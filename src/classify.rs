//! Decoding of the raw survey text fields into explicit categories.
//!
//! The survey extract carries free-text categorical columns. Instead of
//! pattern-matching strings throughout the pipeline, each column is decoded
//! once into an enum; a value that matches no known category decodes to
//! `None` and is flagged upstream rather than being folded into a default.

use serde::Serialize;

/// Sex as recorded in the `sexo` column.
#[derive(Debug, Clone, Copy, PartialEq, Eq)]
pub enum Sexo {
    Homem,
    Mulher,
}

impl Sexo {
    /// Decodes the raw `sexo` text. Matching is case-insensitive and
    /// tolerant of longer category descriptions ("Mulher de 14 anos ou
    /// mais" still decodes).
    pub fn decode(raw: &str) -> Option<Sexo> {
        let text = raw.to_lowercase();
        if text.contains("mulher") {
            Some(Sexo::Mulher)
        } else if text.contains("homem") {
            Some(Sexo::Homem)
        } else {
            None
        }
    }
}

/// Race/color as recorded in the `cor` column, following the survey's
/// five-category classification.
#[derive(Debug, Clone, Copy, PartialEq, Eq)]
pub enum CorRaca {
    Branca,
    Preta,
    Parda,
    Amarela,
    Indigena,
}

impl CorRaca {
    pub fn decode(raw: &str) -> Option<CorRaca> {
        let text = raw.to_lowercase();
        if text.contains("branca") {
            Some(CorRaca::Branca)
        } else if text.contains("preta") {
            Some(CorRaca::Preta)
        } else if text.contains("parda") {
            Some(CorRaca::Parda)
        } else if text.contains("amarela") {
            Some(CorRaca::Amarela)
        } else if text.contains("indígena") || text.contains("indigena") {
            Some(CorRaca::Indigena)
        } else {
            None
        }
    }

    /// The "negro" aggregate of the Brazilian statistical convention:
    /// preta or parda.
    pub fn is_black_or_mixed(self) -> bool {
        matches!(self, CorRaca::Preta | CorRaca::Parda)
    }
}

/// Occupation status as recorded in `cond_ocupacao`.
///
/// "desocupad" is checked before "ocupad": the latter is a substring of the
/// former, so the order matters.
#[derive(Debug, Clone, Copy, PartialEq, Eq)]
pub enum CondOcupacao {
    Ocupado,
    Desocupado,
}

impl CondOcupacao {
    pub fn decode(raw: &str) -> Option<CondOcupacao> {
        let text = raw.to_lowercase();
        if text.contains("desocupad") {
            Some(CondOcupacao::Desocupado)
        } else if text.contains("ocupad") {
            Some(CondOcupacao::Ocupado)
        } else {
            None
        }
    }
}

/// The intersectional sex × race/color group.
///
/// `Outro` tags records whose sex or race/color could not be decoded. It is
/// kept as its own category in descriptive output (the raw fields stay on
/// the observation for auditing) and is never merged into the four
/// classified groups.
#[derive(Debug, Clone, Copy, PartialEq, Eq, PartialOrd, Ord, Serialize)]
pub enum GrupoSexoCor {
    #[serde(rename = "Homem branco")]
    HomemBranco,
    #[serde(rename = "Homem negro")]
    HomemNegro,
    #[serde(rename = "Mulher branca")]
    MulherBranca,
    #[serde(rename = "Mulher negra")]
    MulherNegra,
    #[serde(rename = "Outro")]
    Outro,
}

impl GrupoSexoCor {
    /// The fixed 2×2 decision table over (woman, black-or-mixed); either
    /// dimension missing yields `Outro`.
    pub fn from_decoded(sexo: Option<Sexo>, cor: Option<CorRaca>) -> GrupoSexoCor {
        match (sexo, cor) {
            (Some(s), Some(c)) => match (s == Sexo::Mulher, c.is_black_or_mixed()) {
                (false, false) => GrupoSexoCor::HomemBranco,
                (false, true) => GrupoSexoCor::HomemNegro,
                (true, false) => GrupoSexoCor::MulherBranca,
                (true, true) => GrupoSexoCor::MulherNegra,
            },
            _ => GrupoSexoCor::Outro,
        }
    }

    pub fn label(self) -> &'static str {
        match self {
            GrupoSexoCor::HomemBranco => "Homem branco",
            GrupoSexoCor::HomemNegro => "Homem negro",
            GrupoSexoCor::MulherBranca => "Mulher branca",
            GrupoSexoCor::MulherNegra => "Mulher negra",
            GrupoSexoCor::Outro => "Outro",
        }
    }
}
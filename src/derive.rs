//! Derivation of the analysis sample from the raw survey extract.
//!
//! One pass over the input table: decode the categorical columns, keep the
//! employed records, and attach the derived outcome and covariates. The
//! descriptive aggregation and the regression both consume the resulting
//! [`Observation`] rows, each applying its own finiteness rules.

use log::{debug, info, warn};
use polars::prelude::*;

use crate::classify::{CondOcupacao, CorRaca, GrupoSexoCor, Sexo};
use crate::PrevidenciaError;

/// Columns the input extract must carry. `trimestre` and `idade` are
/// optional.
pub const REQUIRED_COLUMNS: [&str; 7] = [
    "ano",
    "peso",
    "sexo",
    "cor",
    "cond_ocupacao",
    "contribui_prev",
    "renda_trabalho",
];

/// One employed record with its derived indicators.
///
/// The raw `sexo`/`cor` text is retained so that `Outro` rows can be audited
/// back to the unmapped survey values that produced them.
#[derive(Debug, Clone)]
pub struct Observation {
    pub raw_sexo: Option<String>,
    pub raw_cor: Option<String>,
    pub group: GrupoSexoCor,
    pub is_woman: f64,
    pub is_black_or_mixed: f64,
    pub woman_x_black: f64,
    pub contributes: f64,
    /// ln(max(renda_trabalho, 1)); NaN when the income field is missing.
    pub log_income: f64,
    pub idade: Option<f64>,
    pub peso: f64,
}

/// The employed-filtered sample plus bookkeeping counts.
#[derive(Debug)]
pub struct EmployedSample {
    pub observations: Vec<Observation>,
    /// Whether the input schema carries an `idade` column (it then enters
    /// the regression covariate set).
    pub has_idade: bool,
    pub n_input: usize,
    pub n_unclassified: usize,
    pub n_invalid_weight: usize,
    pub n_unknown_occupation: usize,
}

/// `contributes` coding: 1 iff the raw text contains any of the
/// contribution tokens, else 0 (missing text included).
pub fn contribution_indicator(raw: &str) -> f64 {
    let text = raw.to_lowercase();
    if text.contains("contribuinte") || text.contains("contribui") || text.contains("sim") {
        1.0
    } else {
        0.0
    }
}

/// Validates the schema and derives the employed sample from the raw table.
///
/// Fails fast with [`PrevidenciaError::MissingColumn`] before any transform
/// when a required column is absent.
pub fn employed_sample(df: &DataFrame) -> Result<EmployedSample, PrevidenciaError> {
    let missing: Vec<&str> = REQUIRED_COLUMNS
        .iter()
        .copied()
        .filter(|name| df.column(name).is_err())
        .collect();
    if !missing.is_empty() {
        return Err(PrevidenciaError::MissingColumn(missing.join(", ")));
    }
    let has_idade = df
        .get_column_names()
        .iter()
        .any(|name| name.as_str() == "idade");

    // Categorical columns are decoded from text; numeric-coded extracts
    // stringify here and surface as unmapped values instead of silently
    // passing through.
    let sexo = df.column("sexo")?.cast(&DataType::String)?;
    let sexo = sexo.str()?;
    let cor = df.column("cor")?.cast(&DataType::String)?;
    let cor = cor.str()?;
    let cond_ocupacao = df.column("cond_ocupacao")?.cast(&DataType::String)?;
    let cond_ocupacao = cond_ocupacao.str()?;
    let contribui_prev = df.column("contribui_prev")?.cast(&DataType::String)?;
    let contribui_prev = contribui_prev.str()?;
    let peso = df.column("peso")?.cast(&DataType::Float64)?;
    let peso = peso.f64()?;
    let renda = df.column("renda_trabalho")?.cast(&DataType::Float64)?;
    let renda = renda.f64()?;
    let idade_col = if has_idade {
        Some(df.column("idade")?.cast(&DataType::Float64)?)
    } else {
        None
    };
    let idade = match idade_col.as_ref() {
        Some(column) => Some(column.f64()?),
        None => None,
    };

    let n_input = df.height();
    let mut observations = Vec::new();
    let mut n_unclassified = 0usize;
    let mut n_invalid_weight = 0usize;
    let mut n_unknown_occupation = 0usize;

    for i in 0..n_input {
        match cond_ocupacao.get(i).and_then(CondOcupacao::decode) {
            Some(CondOcupacao::Ocupado) => {}
            Some(CondOcupacao::Desocupado) => continue,
            None => {
                n_unknown_occupation += 1;
                continue;
            }
        }

        let weight = match peso.get(i) {
            Some(w) if w.is_finite() && w >= 0.0 => w,
            _ => {
                n_invalid_weight += 1;
                continue;
            }
        };

        let raw_sexo = sexo.get(i).map(str::to_string);
        let raw_cor = cor.get(i).map(str::to_string);
        let sexo_decoded = raw_sexo.as_deref().and_then(Sexo::decode);
        let cor_decoded = raw_cor.as_deref().and_then(CorRaca::decode);
        let group = GrupoSexoCor::from_decoded(sexo_decoded, cor_decoded);
        if group == GrupoSexoCor::Outro {
            n_unclassified += 1;
            debug!(
                "unmapped sex/race value at row {}: sexo={:?}, cor={:?}",
                i, raw_sexo, raw_cor
            );
        }

        let is_woman = match sexo_decoded {
            Some(Sexo::Mulher) => 1.0,
            _ => 0.0,
        };
        let is_black_or_mixed = match cor_decoded {
            Some(c) if c.is_black_or_mixed() => 1.0,
            _ => 0.0,
        };

        let contributes = contribui_prev
            .get(i)
            .map(contribution_indicator)
            .unwrap_or(0.0);
        let log_income = renda
            .get(i)
            .map(|value| value.max(1.0).ln())
            .unwrap_or(f64::NAN);

        observations.push(Observation {
            raw_sexo,
            raw_cor,
            group,
            is_woman,
            is_black_or_mixed,
            woman_x_black: is_woman * is_black_or_mixed,
            contributes,
            log_income,
            idade: idade.as_ref().and_then(|column| column.get(i)),
            peso: weight,
        });
    }

    info!(
        "derived {} employed observations from {} input rows",
        observations.len(),
        n_input
    );
    if n_unclassified > 0 {
        warn!(
            "{} employed record(s) had unmapped sex/race values and were tagged 'Outro'",
            n_unclassified
        );
    }
    if n_invalid_weight > 0 {
        warn!(
            "{} employed record(s) dropped for missing or non-finite sampling weight",
            n_invalid_weight
        );
    }
    if n_unknown_occupation > 0 {
        warn!(
            "{} record(s) dropped for unmapped occupation status",
            n_unknown_occupation
        );
    }

    Ok(EmployedSample {
        observations,
        has_idade,
        n_input,
        n_unclassified,
        n_invalid_weight,
        n_unknown_occupation,
    })
}

#[cfg(test)]
mod tests {
    use super::*;

    fn sample_frame() -> DataFrame {
        df!(
            "ano" => &[2019i64, 2019, 2022, 2022, 2022],
            "peso" => &[1.0, 2.0, 1.5, 1.0, 1.0],
            "sexo" => &["Mulher", "Homem", "Mulher", "Homem", "Homem"],
            "cor" => &["Preta", "Branca", "Parda", "Branca", "Preta"],
            "cond_ocupacao" => &["Ocupado", "Ocupada", "Ocupado", "Desocupado", "Ocupado"],
            "contribui_prev" => &["Sim", "Não", "Contribuinte", "Sim", "Não"],
            "renda_trabalho" => &[1500.0, 2500.0, 0.5, 1200.0, 900.0]
        )
        .unwrap()
    }

    #[test]
    fn test_missing_column_fails_fast() {
        let df = df!(
            "ano" => &[2019i64],
            "peso" => &[1.0]
        )
        .unwrap();
        let err = employed_sample(&df).unwrap_err();
        match err {
            PrevidenciaError::MissingColumn(names) => {
                assert!(names.contains("sexo"));
                assert!(names.contains("renda_trabalho"));
            }
            other => panic!("expected MissingColumn, got {other:?}"),
        }
    }

    #[test]
    fn test_employed_filter_and_indicators() {
        let sample = employed_sample(&sample_frame()).unwrap();
        // The "Desocupado" row is gone.
        assert_eq!(sample.observations.len(), 4);
        assert!(!sample.has_idade);

        let first = &sample.observations[0];
        assert_eq!(first.group, GrupoSexoCor::MulherNegra);
        assert_eq!(first.is_woman, 1.0);
        assert_eq!(first.is_black_or_mixed, 1.0);
        assert_eq!(first.woman_x_black, 1.0);
        assert_eq!(first.contributes, 1.0);

        let second = &sample.observations[1];
        assert_eq!(second.group, GrupoSexoCor::HomemBranco);
        assert_eq!(second.woman_x_black, 0.0);
        assert_eq!(second.contributes, 0.0);
    }

    #[test]
    fn test_income_floor_keeps_log_finite() {
        let sample = employed_sample(&sample_frame()).unwrap();
        // Row with renda 0.5 is floored to 1 before the log.
        let floored = &sample.observations[2];
        assert_eq!(floored.log_income, 0.0);
        for obs in &sample.observations {
            assert!(obs.log_income.is_finite());
        }
    }

    #[test]
    fn test_unmapped_values_are_flagged_not_defaulted() {
        let df = df!(
            "ano" => &[2019i64, 2019],
            "peso" => &[1.0, 1.0],
            "sexo" => &["1", "Mulher"],
            "cor" => &["Branca", "Parda"],
            "cond_ocupacao" => &["Ocupado", "Ocupado"],
            "contribui_prev" => &["Sim", "Sim"],
            "renda_trabalho" => &[1000.0, 1000.0]
        )
        .unwrap();
        let sample = employed_sample(&df).unwrap();
        assert_eq!(sample.n_unclassified, 1);
        assert_eq!(sample.observations[0].group, GrupoSexoCor::Outro);
        assert_eq!(sample.observations[0].raw_sexo.as_deref(), Some("1"));
        assert_eq!(sample.observations[1].group, GrupoSexoCor::MulherNegra);
    }

    #[test]
    fn test_invalid_weight_rows_are_dropped() {
        let df = df!(
            "ano" => &[2019i64, 2019],
            "peso" => &[Some(-1.0), None],
            "sexo" => &["Mulher", "Homem"],
            "cor" => &["Preta", "Branca"],
            "cond_ocupacao" => &["Ocupado", "Ocupado"],
            "contribui_prev" => &["Sim", "Sim"],
            "renda_trabalho" => &[1000.0, 1000.0]
        )
        .unwrap();
        let sample = employed_sample(&df).unwrap();
        assert!(sample.observations.is_empty());
        assert_eq!(sample.n_invalid_weight, 2);
    }
}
══════
Work required: Work through the records line by line and tally those holding "regression". Reply with the number alone.

Written solution: 2